What can we say about our overall condition given the trajectory of new and emerging technology? Are we better-off, on the whole? Or worse?
What is undeniable is that we are physically healthier, better-fed, and better protected from disease and viruses. Despite all the unsettling details of the John Deere kill-switch tractors, such machines have grown to enormous sizes because of the unimaginable amount of food that individual farms are able to produce. Because of advances in the technology of farming equipment and plant breeding, farmers are able to produce exponentially more product, and do so quicker and with greater efficiency. Food can also now be bio-fortified, to help get needed nutrients to populations that otherwise would lack them. These benefits are clearly not evenly distributed — many people-groups remain indefensibly underserved. Still, living standards as averages have increased quite radically.
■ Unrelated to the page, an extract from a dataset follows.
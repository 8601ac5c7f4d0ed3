//! Convenience result type alias for IpGate.

use crate::error::AppError;

/// A specialized `Result` type for IpGate operations.
pub type AppResult<T> = Result<T, AppError>;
It is also clear that some of the most horrifying misuses of technology are not unprecedented. While many gasp at the atrocity of videos of violent acts going viral on message boards, human lust for blood sport is an ancient phenomenon. So, does techno-pessimism have a leg to stand on? Should the drive toward further technological advancement be headed despite the worrying uses, because the good outweighs the bad?
In his work Human, All Too Human, the 19th century German philosopher Friedrich Nietzsche penned a scathing review of what he took to be the self-defeating methods by which Enlightenment humanity strove toward “progress”:
Mankind mercilessly employs every individual as material for heating its great machines: but what then is the purpose of the machines if all individuals (that is to say mankind) are of no other use than as material for maintaining them? Machines that are an end in themselves—is that the umana commedia?
While there is no reason to read him here as talking about literal human-devouring machines, one can imagine Nietzsche applying this very critique to the state of 21st century technological advancement. We gather data crucial for the benefit of humanity by first exploiting individuals out of their personal data, leaving them vulnerable in the hands of those who may (or may not) choose to use this information against them. The mass of data itself overwhelms the human mind — normal rational capacities are often rendered inert trying to think clearly in the midst of the flood. Algorithms pick through the nearly infinite heap at rates that far exceed the human ability to analyze, but much machine learning is still a black box of unknown mechanisms and outcomes. We are, it seems, hurtling toward a future where certain human capacities are unhelpful, able to either be used fruitlessly, inefficiently, or else abandoned in favor of the higher machine minds. At the very least, one can imagine the techno-pessimist’s position as something nearly Nietzschean: can we build these machines without ourselves becoming their fuel?